To be honest, these days, I find myself more inclined to discuss concepts or books I'm reading, rather than specific trades. Not to worry, though—let's dive into some particular trades and observations I've made!
Let's zoom out a little:
First, don't forget to frame where we are. We're nearing the end of the hiking cycle. This is evident in inflation, the Fed's rhetoric, the pricing of the forward curve, and broad price action.
We're experiencing a tension where CPI recently surprised to the downside, but growth data has remained resilient. Market pricing has also mirrored this reality. This is a tension Powell has highlighted and why there's still a reasonable probability of an additional rate hike from here.
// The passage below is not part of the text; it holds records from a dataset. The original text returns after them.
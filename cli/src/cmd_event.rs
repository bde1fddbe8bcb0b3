// SPDX-FileCopyrightText: 2025 Zexin Yuan <aim@yzx9.xyz>
//
// SPDX-License-Identifier: Apache-2.0

use std::error::Error;

use clap::{ArgMatches, Command};
use colored::Colorize;
use farmcal_core::{Category, Event, EventPatch, FarmCalendar, Mutation, Priority};

use crate::arg::{CommonArgs, EventArgs};
use crate::event_formatter::{EventColumn, EventFormatter};
use crate::util::{OutputFormat, parse_date};

/// Fields shared by the add and edit commands, as typed on the command line.
#[derive(Debug, Clone, Default, PartialEq, Eq)]
pub struct EventFields {
    pub title: Option<String>,
    pub date: Option<String>,
    pub start: Option<String>,
    pub end: Option<String>,
    pub category: Option<Category>,
    pub priority: Option<Priority>,
    pub location: Option<String>,
    pub description: Option<String>,
    pub notes: Option<String>,
    pub crop: Option<String>,
    pub labor: Option<u32>,
    pub reminder: Option<bool>,
    pub weather: Option<bool>,
}

impl EventFields {
    fn args(cmd: Command, positional_title: bool) -> Command {
        cmd.arg(EventArgs::title(positional_title))
            .arg(EventArgs::date())
            .arg(EventArgs::start())
            .arg(EventArgs::end())
            .arg(EventArgs::category())
            .arg(EventArgs::priority())
            .arg(EventArgs::location())
            .arg(EventArgs::description())
            .arg(EventArgs::notes())
            .arg(EventArgs::crop())
            .arg(EventArgs::labor())
            .arg(EventArgs::reminder())
            .arg(EventArgs::weather())
    }

    fn from(matches: &ArgMatches) -> Self {
        Self {
            title: EventArgs::get_title(matches),
            date: EventArgs::get_date(matches),
            start: EventArgs::get_start(matches),
            end: EventArgs::get_end(matches),
            category: EventArgs::get_category(matches),
            priority: EventArgs::get_priority(matches),
            location: EventArgs::get_location(matches),
            description: EventArgs::get_description(matches),
            notes: EventArgs::get_notes(matches),
            crop: EventArgs::get_crop(matches),
            labor: EventArgs::get_labor(matches),
            reminder: EventArgs::get_reminder(matches),
            weather: EventArgs::get_weather(matches),
        }
    }
}

#[derive(Debug, Clone)]
pub struct CmdEventAdd {
    pub fields: EventFields,
    pub output_format: OutputFormat,
    pub verbose: bool,
}

impl CmdEventAdd {
    pub const NAME: &str = "add";

    pub fn command() -> Command {
        let cmd = Command::new(Self::NAME)
            .alias("new")
            .about("Add a new farm activity")
            .long_about(
                "\
Add a new farm activity. Fields that are not given fall back to the selected date, \
08:00-09:00 and the configured default category and priority.",
            );
        EventFields::args(cmd, true)
            .arg(CommonArgs::output_format())
            .arg(CommonArgs::verbose())
    }

    pub fn from(matches: &ArgMatches) -> Self {
        Self {
            fields: EventFields::from(matches),
            output_format: CommonArgs::get_output_format(matches),
            verbose: CommonArgs::get_verbose(matches),
        }
    }

    pub async fn run(self, calendar: &mut FarmCalendar) -> Result<(), Box<dyn Error>> {
        tracing::debug!(?self, "adding new event...");
        let f = self.fields;
        let mut draft = calendar.default_draft();
        if let Some(title) = f.title {
            draft.title = title;
        }
        if let Some(date) = f.date {
            draft.date = Some(parse_date(calendar.today(), &date)?);
        }
        if let Some(start) = f.start {
            draft.start_time = start;
        }
        if let Some(end) = f.end {
            draft.end_time = end;
        }
        if let Some(category) = f.category {
            draft.category = category;
        }
        if let Some(priority) = f.priority {
            draft.priority = priority;
        }
        if let Some(labor) = f.labor {
            draft.labor = labor;
        }
        if let Some(reminder) = f.reminder {
            draft.reminder_set = reminder;
        }
        if let Some(weather) = f.weather {
            draft.weather_dependent = weather;
        }
        draft.location = f.location;
        draft.description = f.description;
        draft.notes = f.notes;
        draft.related_crop = f.crop;

        let mutation = calendar.add_event(draft).await?;
        report(mutation, self.output_format, self.verbose);
        Ok(())
    }
}

#[derive(Debug, Clone)]
pub struct CmdEventEdit {
    pub id: String,
    pub fields: EventFields,
    pub output_format: OutputFormat,
    pub verbose: bool,
}

impl CmdEventEdit {
    pub const NAME: &str = "edit";

    pub fn command() -> Command {
        let cmd = Command::new(Self::NAME)
            .about("Edit a farm activity")
            .long_about(
                "\
Edit a farm activity. Only the given fields change; pass an empty string to clear the \
location, description, notes or crop.",
            )
            .arg(CommonArgs::id());
        EventFields::args(cmd, false)
            .arg(CommonArgs::output_format())
            .arg(CommonArgs::verbose())
    }

    pub fn from(matches: &ArgMatches) -> Self {
        Self {
            id: CommonArgs::get_id(matches),
            fields: EventFields::from(matches),
            output_format: CommonArgs::get_output_format(matches),
            verbose: CommonArgs::get_verbose(matches),
        }
    }

    pub async fn run(self, calendar: &mut FarmCalendar) -> Result<(), Box<dyn Error>> {
        tracing::debug!(?self, "editing event...");
        let patch = self.patch(calendar)?;
        if patch.is_empty() {
            return Err("Nothing to change, pass at least one field".into());
        }

        let mutation = calendar.update_event(&self.id, patch).await?;
        report(mutation, self.output_format, self.verbose);
        Ok(())
    }

    fn patch(&self, calendar: &FarmCalendar) -> Result<EventPatch, Box<dyn Error>> {
        let f = self.fields.clone();
        let date = match f.date {
            Some(date) => Some(parse_date(calendar.today(), &date)?),
            None => None,
        };
        let clearable = |v: Option<String>| v.map(|v| (!v.is_empty()).then_some(v));
        Ok(EventPatch {
            title: f.title,
            description: clearable(f.description),
            date,
            start_time: f.start,
            end_time: f.end,
            location: clearable(f.location),
            category: f.category,
            priority: f.priority,
            is_completed: None,
            reminder_set: f.reminder,
            weather_dependent: f.weather,
            notes: clearable(f.notes),
            related_crop: clearable(f.crop),
            labor: f.labor,
        })
    }
}

/// Flip the completion flag of one or more events.
#[derive(Debug, Clone)]
pub struct CmdEventDone {
    pub ids: Vec<String>,
    pub output_format: OutputFormat,
    pub verbose: bool,
}

impl CmdEventDone {
    pub const NAME: &str = "done";

    pub fn command() -> Command {
        Command::new(Self::NAME)
            .alias("toggle")
            .about("Mark farm activities as done, or as not done when they already are")
            .arg(CommonArgs::ids())
            .arg(CommonArgs::output_format())
            .arg(CommonArgs::verbose())
    }

    pub fn from(matches: &ArgMatches) -> Self {
        Self {
            ids: CommonArgs::get_ids(matches),
            output_format: CommonArgs::get_output_format(matches),
            verbose: CommonArgs::get_verbose(matches),
        }
    }

    pub async fn run(self, calendar: &mut FarmCalendar) -> Result<(), Box<dyn Error>> {
        tracing::debug!(?self, "toggling events...");
        let mut events = Vec::with_capacity(self.ids.len());
        for id in &self.ids {
            let mutation = calendar.toggle_completion(id).await?;
            warn_unsaved(&mutation);
            events.push(mutation.value);
        }
        print_events(&events, self.output_format, self.verbose);
        Ok(())
    }
}

#[derive(Debug, Clone)]
pub struct CmdEventDelete {
    pub ids: Vec<String>,
    pub output_format: OutputFormat,
    pub verbose: bool,
}

impl CmdEventDelete {
    pub const NAME: &str = "delete";

    pub fn command() -> Command {
        Command::new(Self::NAME)
            .alias("rm")
            .about("Delete farm activities")
            .arg(CommonArgs::ids())
            .arg(CommonArgs::output_format())
            .arg(CommonArgs::verbose())
    }

    pub fn from(matches: &ArgMatches) -> Self {
        Self {
            ids: CommonArgs::get_ids(matches),
            output_format: CommonArgs::get_output_format(matches),
            verbose: CommonArgs::get_verbose(matches),
        }
    }

    pub async fn run(self, calendar: &mut FarmCalendar) -> Result<(), Box<dyn Error>> {
        tracing::debug!(?self, "deleting events...");
        let mut events = Vec::with_capacity(self.ids.len());
        for id in &self.ids {
            let mutation = calendar.delete_event(id).await?;
            warn_unsaved(&mutation);
            events.push(mutation.value);
        }
        if self.output_format == OutputFormat::Table {
            println!("{}", "Deleted:".italic());
        }
        print_events(&events, self.output_format, self.verbose);
        Ok(())
    }
}

fn report(mutation: Mutation<Event>, output_format: OutputFormat, verbose: bool) {
    warn_unsaved(&mutation);
    print_events(&[mutation.value], output_format, verbose);
}

fn warn_unsaved(mutation: &Mutation<Event>) {
    if let Err(e) = &mutation.persisted {
        println!(
            "{} {} (the change is kept until the program exits)",
            "Warning:".yellow(),
            e
        );
    }
}

fn print_events(events: &[Event], output_format: OutputFormat, verbose: bool) {
    let formatter =
        EventFormatter::new(EventColumn::list(verbose)).with_output_format(output_format);
    print!("{}", formatter.format(events));
}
Why is this growth and inflation tension significant? Simply put, if growth remains resilient, it creates the preconditions for a higher probability that inflation might marginally reaccelerate.
Two things I found interesting in Powell's comments today:
First, he mentioned he doesn't see inflation hitting 2% until 2025. I'm somewhat skeptical of this. I believe inflation could certainly hit 2% in 2024 if we experience a recession. I also think inflation could marginally reaccelerate if the labor market doesn't deteriorate in the next 3-4 months.
Second, Powell indicated their expectation is that they no longer see a high probability of a recession. I'm not entirely convinced by this either. Here's the thing, we can't know for sure, but when real rates are this high and the same structural forces are exerting upward pressure on unemployment, I believe we need some kind of growth scare at the very least.
One helpful caveat to remember is that a lot of inflation's impact on the market right now is more about HOW FAST inflation will come down. You don't need a PhD to look at this chart and say, "Yes, core inflation is decelerating."
The question at hand is: HOW FAST will inflation fall? Why does this matter? Well, because inflation is directly connected to the time value of money, which in turn is linked to market timing.
When we examine the pricing of the forward curve, it's about WHEN cuts will occur, which is dependent on the SPEED of inflation decelerating:
Remember when Powell mentioned that they're considering ALL data points holistically? It's because they don't want to enact preemptive cuts. If they cut preemptively, even if CPI is well below Fed funds, it could lead to a reacceleration of inflation. This is why the growth side of the equation is so vital. I believe the Fed could cut if BOTH inflation and growth are falling.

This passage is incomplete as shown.